Retinitis Pigmentosa (RP) is the most common inherited eye disease, affecting approximately 100,000 people in the U.S. People with RP have difficulty seeing in the dark or in dim lighting due to loss of rod photreceptors. As the disease progresses, they lose cone photoreceptors, causing a loss of peripheral vision that ends in tunnel vision. As patients grow older, the disease often leads to legal blindness.

X-linked RP is one of the most severe forms of RP and affects mainly males. It typically is detected as early as 4 or 5 years of age and leads to legal blindness by the third to fourth decade of life. Many patients with X-linked RP will never drive a car.

At present over 100 mutations in different genes have been identified that lead to RP. The severity of the disease and the time frame over which it occurs vary greatly depending on the affected gene. At present there is no known cure for this most common genetic eye disease.

Aaron (17) and Adam (20) DeLong are enrolled in the Retina Foundation's Phase II Clinical Trial for DHA Supplementation.

Aaron thinks they are participating in a worthwhile cause. "My RP isn't as severe as my brothers. So far, my eyes have not gotten worse. Only my night vision is affected so it hasn't been much of a problem. I am still driving and have my own car. Hopefully, the results from the trial will be good."

Adam and Aaron grew up Toledo, Ohio with their parents, Anne and John DeLong, two older brothers, Nick (27) and Nathan (22), and four dogs.

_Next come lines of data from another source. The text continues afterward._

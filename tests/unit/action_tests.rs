//! Unit tests for single-action execution: hook ordering, guaranteed
//! teardown, and fatal escalation.

use std::path::Path;
use std::sync::{Arc, Mutex};
use std::time::Duration;

use procflow::exec::action::{self, ActionStatus};
use procflow::exec::context::{ExecContext, RunControl};
use procflow::exec::shell::ShellExecutor;
use procflow::model::progress::ExecutionProgress;
use procflow::model::spec::ActionSpec;
use procflow::report::ReportWriter;
use procflow::state::channel::FileChannel;
use procflow::state::manager::StateManager;
use tempfile::TempDir;

fn ctx_in(dir: &Path) -> ExecContext {
    let channel = Arc::new(FileChannel::new(dir.join("cmd")));
    let state = Arc::new(StateManager::new(
        dir.join("state"),
        dir.join("report"),
        channel,
    ));
    ExecContext {
        shell: ShellExecutor,
        state,
        control: RunControl::default(),
        progress: Arc::new(Mutex::new(ExecutionProgress::new())),
        report: Arc::new(ReportWriter::new(dir.join("report"))),
    }
}

fn marker(dir: &Path, name: &str) -> String {
    dir.join(name).display().to_string()
}

#[tokio::test]
async fn teardown_runs_after_success() {
    let dir = TempDir::new().unwrap();
    let ctx = ctx_in(dir.path());
    let done = marker(dir.path(), "teardown");

    let mut spec = ActionSpec::new("a", "true");
    spec.teardown_command = Some(format!("touch {done}"));

    let outcome = action::execute(&spec, &ctx).await;
    assert_eq!(outcome.status, ActionStatus::Ok);
    assert!(Path::new(&done).exists());
}

#[tokio::test]
async fn teardown_runs_after_failure() {
    let dir = TempDir::new().unwrap();
    let ctx = ctx_in(dir.path());
    let done = marker(dir.path(), "teardown");

    let mut spec = ActionSpec::new("a", "false");
    spec.teardown_command = Some(format!("touch {done}"));

    let outcome = action::execute(&spec, &ctx).await;
    assert_eq!(outcome.status, ActionStatus::Failed);
    assert!(Path::new(&done).exists());
}

#[tokio::test]
async fn teardown_runs_after_timeout() {
    let dir = TempDir::new().unwrap();
    let ctx = ctx_in(dir.path());
    let done = marker(dir.path(), "teardown");

    let mut spec = ActionSpec::new("a", "sleep 5");
    spec.timeout = Some(Duration::from_secs(1));
    spec.teardown_command = Some(format!("touch {done}"));

    let outcome = action::execute(&spec, &ctx).await;
    assert_eq!(outcome.status, ActionStatus::TimedOut);
    assert!(Path::new(&done).exists());
}

#[tokio::test]
async fn on_ok_hook_runs_only_on_success() {
    let dir = TempDir::new().unwrap();
    let ctx = ctx_in(dir.path());
    let ok_marker = marker(dir.path(), "ok");
    let nok_marker = marker(dir.path(), "nok");

    let mut spec = ActionSpec::new("a", "true");
    spec.on_ok_command = Some(format!("touch {ok_marker}"));
    spec.on_nok_command = Some(format!("touch {nok_marker}"));

    let outcome = action::execute(&spec, &ctx).await;
    assert_eq!(outcome.status, ActionStatus::Ok);
    assert!(Path::new(&ok_marker).exists());
    assert!(!Path::new(&nok_marker).exists());
}

#[tokio::test]
async fn on_nok_hook_runs_on_failure() {
    let dir = TempDir::new().unwrap();
    let ctx = ctx_in(dir.path());
    let ok_marker = marker(dir.path(), "ok");
    let nok_marker = marker(dir.path(), "nok");

    let mut spec = ActionSpec::new("a", "false");
    spec.on_ok_command = Some(format!("touch {ok_marker}"));
    spec.on_nok_command = Some(format!("touch {nok_marker}"));

    let outcome = action::execute(&spec, &ctx).await;
    assert_eq!(outcome.status, ActionStatus::Failed);
    assert!(!Path::new(&ok_marker).exists());
    assert!(Path::new(&nok_marker).exists());
}

#[tokio::test]
async fn on_nok_hook_runs_on_timeout() {
    let dir = TempDir::new().unwrap();
    let ctx = ctx_in(dir.path());
    let nok_marker = marker(dir.path(), "nok");

    let mut spec = ActionSpec::new("a", "sleep 5");
    spec.timeout = Some(Duration::from_secs(1));
    spec.on_nok_command = Some(format!("touch {nok_marker}"));

    let outcome = action::execute(&spec, &ctx).await;
    assert_eq!(outcome.status, ActionStatus::TimedOut);
    assert!(Path::new(&nok_marker).exists());
}

#[tokio::test]
async fn setup_failure_does_not_abort_the_action() {
    let dir = TempDir::new().unwrap();
    let ctx = ctx_in(dir.path());

    let mut spec = ActionSpec::new("a", "echo main ran");
    spec.setup_command = Some("false".into());

    let outcome = action::execute(&spec, &ctx).await;
    assert_eq!(outcome.status, ActionStatus::Ok);
    assert_eq!(outcome.main.stdout, "main ran");
}

#[tokio::test]
async fn fatal_requires_both_failure_and_flag() {
    let dir = TempDir::new().unwrap();
    let ctx = ctx_in(dir.path());

    // Failure without the flag: not fatal.
    let spec = ActionSpec::new("a", "false");
    let outcome = action::execute(&spec, &ctx).await;
    assert_eq!(outcome.status, ActionStatus::Failed);
    assert!(!outcome.fatal);

    // Failure with the flag: fatal.
    let mut spec = ActionSpec::new("b", "false");
    spec.fatal_nok = true;
    let outcome = action::execute(&spec, &ctx).await;
    assert!(outcome.fatal);

    // Success with the flag: not fatal.
    let mut spec = ActionSpec::new("c", "true");
    spec.fatal_nok = true;
    let outcome = action::execute(&spec, &ctx).await;
    assert!(!outcome.fatal);
}

#[tokio::test]
async fn hook_failure_never_sets_fatal() {
    let dir = TempDir::new().unwrap();
    let ctx = ctx_in(dir.path());

    let mut spec = ActionSpec::new("a", "true");
    spec.fatal_nok = true;
    spec.on_ok_command = Some("false".into());
    spec.teardown_command = Some("false".into());

    let outcome = action::execute(&spec, &ctx).await;
    assert_eq!(outcome.status, ActionStatus::Ok);
    assert!(!outcome.fatal);
}

#[tokio::test]
async fn timed_out_action_with_flag_is_fatal() {
    let dir = TempDir::new().unwrap();
    let ctx = ctx_in(dir.path());

    let mut spec = ActionSpec::new("a", "sleep 5");
    spec.timeout = Some(Duration::from_secs(1));
    spec.fatal_nok = true;

    let outcome = action::execute(&spec, &ctx).await;
    assert_eq!(outcome.status, ActionStatus::TimedOut);
    assert!(outcome.fatal);
}
//! State persistence and cross-process control.
//!
//! Covers the on-disk checkpoint record, the control-command channel used
//! by separate controller invocations, and the background monitor that
//! polls the channel inside the runner.

pub mod channel;
pub mod manager;
pub mod monitor;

Nathan is the only one of the brothers who does not have X-linked RP.

Anne DeLong remembers that "life was pretty normal around our house except that we left a lot of lights on." All of the boys learned to handle not being able to see in the dark. As the eldest, Nick was the pioneer. He was the first one, for example, to go to dances. Once he learned how to adjust to the dim lighting, he went to every dance and danced with all the girls. He joined the glee club and had one of the leads in the school play. "The boys constantly amaze us with the things they can do," say the Delongs.

Anne and John encouraged all of their sons to get an education. They explained that "we knew our boys were very smart and decided early on to let them show us what they could do." Today, Aaron is a high school junior and a potential national merit scholar. He is interested in the sciences, in designing more efficient cars and in helping the environment. Adam is majoring in clinical psychology at Bowling Green State University. Nathan is going to radiology school to be an X-ray technician. And Nick now lives in Austin, Texas, where he is an electrical engineer at Freescale Semiconductor.

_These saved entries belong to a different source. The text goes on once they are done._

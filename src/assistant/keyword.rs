/// Stop-words and verb prefixes removed from a "when did I last..." question
/// to leave the thing being asked about.
#[derive(Debug, Clone, PartialEq, Eq)]
pub struct KeywordRules {
    particles: Vec<String>,
    verb_prefixes: Vec<String>,
}

const DEFAULT_PARTICLES: &[&str] = &[
    "什么时候", "最后一次", "上一次", "哪一天", "上次", "最近", "哪天", "何时", "一下",
    "我", "是", "的", "了", "过吗", "吗", "呢", "啊", "呀", "？", "?", "。", "，", ",", "！", "!",
];

const DEFAULT_VERB_PREFIXES: &[&str] = &[
    "看过", "看", "去过", "去", "做过", "做", "拿过", "拿", "开过", "开", "查过", "查", "到", "在",
];

impl KeywordRules {
    /// Build rules from custom lists. Longer entries are tried first so
    /// `上一次` is removed whole rather than leaving `一次` behind.
    pub fn new<P, V>(particles: P, verb_prefixes: V) -> Self
    where
        P: IntoIterator,
        P::Item: Into<String>,
        V: IntoIterator,
        V::Item: Into<String>,
    {
        Self {
            particles: longest_first(particles),
            verb_prefixes: longest_first(verb_prefixes),
        }
    }

    /// Isolate the keyword: drop every particle anywhere in the question,
    /// then strip leading verbs until none is left. May return an empty
    /// string.
    pub fn extract(&self, question: &str) -> String {
        let mut text = question.trim().to_string();
        for particle in &self.particles {
            text = text.replace(particle.as_str(), "");
        }

        let mut rest = text.trim();
        'strip: loop {
            for prefix in &self.verb_prefixes {
                if let Some(stripped) = rest.strip_prefix(prefix.as_str()) {
                    rest = stripped.trim_start();
                    continue 'strip;
                }
            }
            break;
        }
        rest.trim().to_string()
    }
}

impl Default for KeywordRules {
    fn default() -> Self {
        Self::new(
            DEFAULT_PARTICLES.iter().copied(),
            DEFAULT_VERB_PREFIXES.iter().copied(),
        )
    }
}

fn longest_first<I>(items: I) -> Vec<String>
where
    I: IntoIterator,
    I::Item: Into<String>,
{
    let mut list: Vec<String> = items
        .into_iter()
        .map(Into::into)
        .filter(|s: &String| !s.is_empty())
        .collect();
    list.sort_by(|a, b| b.chars().count().cmp(&a.chars().count()));
    list
}
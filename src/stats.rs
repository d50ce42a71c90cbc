//! Dashboard aggregates over the record list.

use rusqlite::Connection;
use serde::{Deserialize, Serialize};

use crate::db::{self, DatabaseError};
use crate::models::{parse_record_date, Record};

/// Entries shown in the top hospital / department lists.
pub const TOP_N: usize = 6;
/// Bucket for records with an empty hospital or department.
pub const OTHER_BUCKET: &str = "其他";

#[derive(Debug, Clone, PartialEq, Eq, Serialize, Deserialize)]
pub struct NameCount {
    pub name: String,
    pub count: usize,
}

#[derive(Debug, Clone, PartialEq, Serialize, Deserialize)]
pub struct MonthlyCost {
    /// `YYYY-MM`
    pub month: String,
    pub amount: f64,
}

#[derive(Debug, Clone, PartialEq, Default, Serialize, Deserialize)]
pub struct StatsSummary {
    pub total_records: usize,
    pub total_cost: f64,
    pub hospital_count: usize,
    pub department_count: usize,
    pub top_hospitals: Vec<NameCount>,
    pub top_departments: Vec<NameCount>,
    /// Oldest month first.
    pub cost_trend: Vec<MonthlyCost>,
}

pub fn summarize(records: &[Record]) -> StatsSummary {
    let mut hospitals: Vec<NameCount> = Vec::new();
    let mut departments: Vec<NameCount> = Vec::new();
    let mut trend: Vec<MonthlyCost> = Vec::new();
    let mut total_cost = 0.0;

    for record in records {
        let cost = if record.totals.total.is_finite() {
            record.totals.total
        } else {
            0.0
        };
        total_cost += cost;

        bump(&mut hospitals, &record.hospital);
        bump(&mut departments, &record.department);

        if let Some(date) = parse_record_date(&record.date) {
            let month = date.format("%Y-%m").to_string();
            match trend.iter_mut().find(|m| m.month == month) {
                Some(entry) => entry.amount += cost,
                None => trend.push(MonthlyCost { month, amount: cost }),
            }
        }
    }

    let hospital_count = hospitals.len();
    let department_count = departments.len();
    trend.sort_by(|a, b| a.month.cmp(&b.month));

    StatsSummary {
        total_records: records.len(),
        total_cost,
        hospital_count,
        department_count,
        top_hospitals: top(hospitals),
        top_departments: top(departments),
        cost_trend: trend,
    }
}

/// Summary over everything in the store.
pub fn load_summary(conn: &Connection) -> Result<StatsSummary, DatabaseError> {
    let records = db::get_all_records(conn)?;
    Ok(summarize(&records))
}

fn bump(counts: &mut Vec<NameCount>, name: &str) {
    let name = match name.trim() {
        "" => OTHER_BUCKET,
        trimmed => trimmed,
    };
    match counts.iter_mut().find(|c| c.name == name) {
        Some(entry) => entry.count += 1,
        None => counts.push(NameCount {
            name: name.to_string(),
            count: 1,
        }),
    }
}

// Stable sort: equal counts keep first-seen order.
fn top(mut counts: Vec<NameCount>) -> Vec<NameCount> {
    counts.sort_by(|a, b| b.count.cmp(&a.count));
    counts.truncate(TOP_N);
    counts
}
use pbkdf2::pbkdf2_hmac;
use rand::RngCore;
use sha2::Sha256;
use zeroize::Zeroize;

use super::encryption::EncryptedData;
use super::CryptoError;

/// Default PBKDF2-SHA256 rounds for new backups. Each blob records the
/// count it was written with.
pub const PBKDF2_ITERATIONS: u32 = 600_000;
/// AES-256 key size.
pub const KEY_LENGTH: usize = 32;
pub const SALT_LENGTH: usize = 32;

/// Key for one backup blob, derived from the backup passphrase and that
/// blob's salt. Wiped when dropped.
#[derive(Zeroize)]
#[zeroize(drop)]
pub struct BackupKey {
    bytes: [u8; KEY_LENGTH],
}

impl BackupKey {
    /// A zero iteration count is bumped to one.
    pub fn derive(passphrase: &str, salt: &[u8; SALT_LENGTH], iterations: u32) -> Self {
        let mut bytes = [0u8; KEY_LENGTH];
        pbkdf2_hmac::<Sha256>(passphrase.as_bytes(), salt, iterations.max(1), &mut bytes);
        Self { bytes }
    }

    pub fn seal(&self, plaintext: &[u8]) -> Result<EncryptedData, CryptoError> {
        EncryptedData::seal(&self.bytes, plaintext)
    }

    pub fn open(&self, sealed: &EncryptedData) -> Result<Vec<u8>, CryptoError> {
        sealed.open(&self.bytes)
    }
}

/// Fresh salt for each backup written.
pub fn generate_salt() -> [u8; SALT_LENGTH] {
    let mut salt = [0u8; SALT_LENGTH];
    rand::thread_rng().fill_bytes(&mut salt);
    salt
}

As Nick and Adam got older, their RP got worse and they were no longer able to drive a car. Fortunately their brother Nathan was there to help with driving. "He has always taken very good care of his brothers," says Anne.

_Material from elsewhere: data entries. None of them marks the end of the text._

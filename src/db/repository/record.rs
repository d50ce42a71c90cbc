use std::collections::HashSet;

use rusqlite::{params, Connection, Row};

use crate::db::DatabaseError;
use crate::models::*;

use super::attachment::{get_attachments_for_record, insert_attachment};

const RECORD_COLUMNS: &str = "id, date, hospital, department, doctor, visit_type, title, \
     diagnosis, medical_advice, cost_items, cost_self, cost_pool, cost_personal, cost_total, \
     notes, timestamp";

fn validate_draft(draft: &RecordDraft) -> Result<(), DatabaseError> {
    if parse_record_date(&draft.date).is_none() {
        return Err(DatabaseError::ConstraintViolation(format!(
            "record date must start with YYYY-MM-DD, got {:?}",
            draft.date
        )));
    }
    Ok(())
}

/// Insert a record together with its attachments.
///
/// Runs in one transaction: if any attachment insert fails, the record is
/// not created either.
pub fn add_record(
    conn: &Connection,
    draft: &RecordDraft,
    attachments: &[AttachmentDraft],
) -> Result<i64, DatabaseError> {
    validate_draft(draft)?;
    let totals = draft.totals();
    let items_json = serde_json::to_string(&draft.cost_items)?;

    let tx = conn.unchecked_transaction()?;
    tx.execute(
        "INSERT INTO records (date, hospital, department, doctor, visit_type, title, diagnosis,
         medical_advice, cost_items, cost_self, cost_pool, cost_personal, cost_total, notes, timestamp)
         VALUES (?1, ?2, ?3, ?4, ?5, ?6, ?7, ?8, ?9, ?10, ?11, ?12, ?13, ?14, ?15)",
        params![
            draft.date,
            draft.hospital,
            draft.department,
            draft.doctor,
            draft.visit_type,
            draft.title,
            draft.diagnosis,
            draft.medical_advice,
            items_json,
            totals.self_pay,
            totals.pool_pay,
            totals.personal_pay,
            totals.total,
            draft.notes,
            now_iso(),
        ],
    )?;
    let record_id = tx.last_insert_rowid();

    for att in attachments {
        insert_attachment(&tx, record_id, att)?;
    }
    tx.commit()?;

    tracing::info!(record_id, attachments = attachments.len(), "Record added");
    Ok(record_id)
}

/// Full-field update of a record plus attachment changes, all-or-nothing.
///
/// `deleted_attachment_ids` only removes attachments owned by this record;
/// an empty slice leaves existing attachments untouched.
pub fn update_record(
    conn: &Connection,
    id: i64,
    draft: &RecordDraft,
    new_attachments: &[AttachmentDraft],
    deleted_attachment_ids: &[i64],
) -> Result<(), DatabaseError> {
    validate_draft(draft)?;
    let totals = draft.totals();
    let items_json = serde_json::to_string(&draft.cost_items)?;

    let tx = conn.unchecked_transaction()?;
    let updated = tx.execute(
        "UPDATE records SET date = ?1, hospital = ?2, department = ?3, doctor = ?4,
         visit_type = ?5, title = ?6, diagnosis = ?7, medical_advice = ?8, cost_items = ?9,
         cost_self = ?10, cost_pool = ?11, cost_personal = ?12, cost_total = ?13, notes = ?14,
         timestamp = ?15
         WHERE id = ?16",
        params![
            draft.date,
            draft.hospital,
            draft.department,
            draft.doctor,
            draft.visit_type,
            draft.title,
            draft.diagnosis,
            draft.medical_advice,
            items_json,
            totals.self_pay,
            totals.pool_pay,
            totals.personal_pay,
            totals.total,
            draft.notes,
            now_iso(),
            id,
        ],
    )?;
    if updated == 0 {
        return Err(DatabaseError::not_found("Record", id));
    }

    let mut removed = 0;
    for att_id in deleted_attachment_ids {
        removed += tx.execute(
            "DELETE FROM attachments WHERE id = ?1 AND record_id = ?2",
            params![att_id, id],
        )?;
    }
    for att in new_attachments {
        insert_attachment(&tx, id, att)?;
    }
    tx.commit()?;

    tracing::info!(
        record_id = id,
        added = new_attachments.len(),
        removed,
        "Record updated"
    );
    Ok(())
}

pub fn get_record(conn: &Connection, id: i64) -> Result<Option<Record>, DatabaseError> {
    let mut stmt = conn.prepare(&format!("SELECT {RECORD_COLUMNS} FROM records WHERE id = ?1"))?;
    match stmt.query_row(params![id], record_row_from_rusqlite) {
        Ok(row) => Ok(Some(record_from_row(row)?)),
        Err(rusqlite::Error::QueryReturnedNoRows) => Ok(None),
        Err(e) => Err(DatabaseError::from(e)),
    }
}

pub fn get_record_with_attachments(
    conn: &Connection,
    id: i64,
) -> Result<Option<RecordWithAttachments>, DatabaseError> {
    let Some(record) = get_record(conn, id)? else {
        return Ok(None);
    };
    let attachments = get_attachments_for_record(conn, id)?;
    Ok(Some(RecordWithAttachments { record, attachments }))
}

/// All records, newest visit first. Same-date records list the most
/// recently created first.
pub fn get_all_records(conn: &Connection) -> Result<Vec<Record>, DatabaseError> {
    let mut stmt = conn.prepare(&format!(
        "SELECT {RECORD_COLUMNS} FROM records ORDER BY date DESC, id DESC"
    ))?;
    let rows = stmt.query_map([], record_row_from_rusqlite)?;

    let mut records = Vec::new();
    for row in rows {
        records.push(record_from_row(row?)?);
    }
    Ok(records)
}

/// Records whose hospital, department, title or visit type contains the
/// query, plus records with an attachment whose OCR text contains it.
///
/// Matching is a case-insensitive substring test with Unicode case folding,
/// done in Rust on both sides. Each record appears once; order matches
/// [`get_all_records`]. A blank query returns every record.
pub fn search_records(conn: &Connection, query: &str) -> Result<Vec<Record>, DatabaseError> {
    let needle = query.trim().to_lowercase();
    let records = get_all_records(conn)?;
    if needle.is_empty() {
        return Ok(records);
    }
    let contains = |field: &str| field.to_lowercase().contains(&needle);

    let mut stmt =
        conn.prepare("SELECT record_id, ocr_text FROM attachments WHERE ocr_text IS NOT NULL")?;
    let rows = stmt.query_map([], |row| Ok((row.get::<_, i64>(0)?, row.get::<_, String>(1)?)))?;
    let mut ocr_hits = HashSet::new();
    for row in rows {
        let (record_id, text) = row?;
        if contains(&text) {
            ocr_hits.insert(record_id);
        }
    }

    Ok(records
        .into_iter()
        .filter(|r| {
            ocr_hits.contains(&r.id)
                || [&r.hospital, &r.department, &r.title, &r.visit_type]
                    .into_iter()
                    .any(|field| contains(field))
        })
        .collect())
}

/// Delete a record and every attachment that references it, atomically.
pub fn delete_record(conn: &Connection, id: i64) -> Result<(), DatabaseError> {
    let tx = conn.unchecked_transaction()?;
    let deleted_attachments =
        tx.execute("DELETE FROM attachments WHERE record_id = ?1", params![id])?;
    let deleted = tx.execute("DELETE FROM records WHERE id = ?1", params![id])?;
    if deleted == 0 {
        return Err(DatabaseError::not_found("Record", id));
    }
    tx.commit()?;

    tracing::info!(record_id = id, deleted_attachments, "Record deleted");
    Ok(())
}

pub fn count_records(conn: &Connection) -> Result<i64, DatabaseError> {
    let count = conn.query_row("SELECT COUNT(*) FROM records", [], |row| row.get(0))?;
    Ok(count)
}

/// Insert a record keeping its original identifier (restore path).
pub(crate) fn insert_record_with_id(conn: &Connection, record: &Record) -> Result<(), DatabaseError> {
    let items_json = serde_json::to_string(&record.cost_items)?;
    let totals = CostTotals::from_items(&record.cost_items);
    conn.execute(
        "INSERT INTO records (id, date, hospital, department, doctor, visit_type, title, diagnosis,
         medical_advice, cost_items, cost_self, cost_pool, cost_personal, cost_total, notes, timestamp)
         VALUES (?1, ?2, ?3, ?4, ?5, ?6, ?7, ?8, ?9, ?10, ?11, ?12, ?13, ?14, ?15, ?16)",
        params![
            record.id,
            record.date,
            record.hospital,
            record.department,
            record.doctor,
            record.visit_type,
            record.title,
            record.diagnosis,
            record.medical_advice,
            items_json,
            totals.self_pay,
            totals.pool_pay,
            totals.personal_pay,
            totals.total,
            record.notes,
            record.timestamp,
        ],
    )?;
    Ok(())
}

// Raw columns; cost items are still JSON here.
struct RecordRow {
    id: i64,
    date: String,
    hospital: String,
    department: String,
    doctor: Option<String>,
    visit_type: String,
    title: String,
    diagnosis: Option<String>,
    medical_advice: Option<String>,
    cost_items: String,
    cost_self: f64,
    cost_pool: f64,
    cost_personal: f64,
    cost_total: f64,
    notes: String,
    timestamp: String,
}

fn record_row_from_rusqlite(row: &Row<'_>) -> rusqlite::Result<RecordRow> {
    Ok(RecordRow {
        id: row.get(0)?,
        date: row.get(1)?,
        hospital: row.get(2)?,
        department: row.get(3)?,
        doctor: row.get(4)?,
        visit_type: row.get(5)?,
        title: row.get(6)?,
        diagnosis: row.get(7)?,
        medical_advice: row.get(8)?,
        cost_items: row.get(9)?,
        cost_self: row.get(10)?,
        cost_pool: row.get(11)?,
        cost_personal: row.get(12)?,
        cost_total: row.get(13)?,
        notes: row.get(14)?,
        timestamp: row.get(15)?,
    })
}

fn record_from_row(row: RecordRow) -> Result<Record, DatabaseError> {
    let mut record = Record {
        id: row.id,
        date: row.date,
        hospital: row.hospital,
        department: row.department,
        doctor: row.doctor,
        visit_type: row.visit_type,
        title: row.title,
        diagnosis: row.diagnosis,
        medical_advice: row.medical_advice,
        cost_items: serde_json::from_str(&row.cost_items)?,
        totals: CostTotals {
            self_pay: row.cost_self,
            pool_pay: row.cost_pool,
            personal_pay: row.cost_personal,
            total: row.cost_total,
        },
        notes: row.notes,
        timestamp: row.timestamp,
    };
    record.normalize_costs();
    Ok(record)
}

According to the DeLongs, the most difficult thing about raising children with a blinding eye disease - and they have talked with other parents about this - is that when you have a child with RP, things can compound so quickly. Anything that goes wrong can make life so much more difficult. That is why having a family that works together is important.

The DeLongs are also proud of the way Adam and Aaron have stuck with the study at the Retina Foundation. Four years is a long time to be involved in a clinical trial and to have to keep taking the pills and coming back to Dallas for testing.

Researchers at the Retina Foundation greatly appreciate the participation of the DeLong brothers and of all the other patients who are involved in this Phase II clinical trial.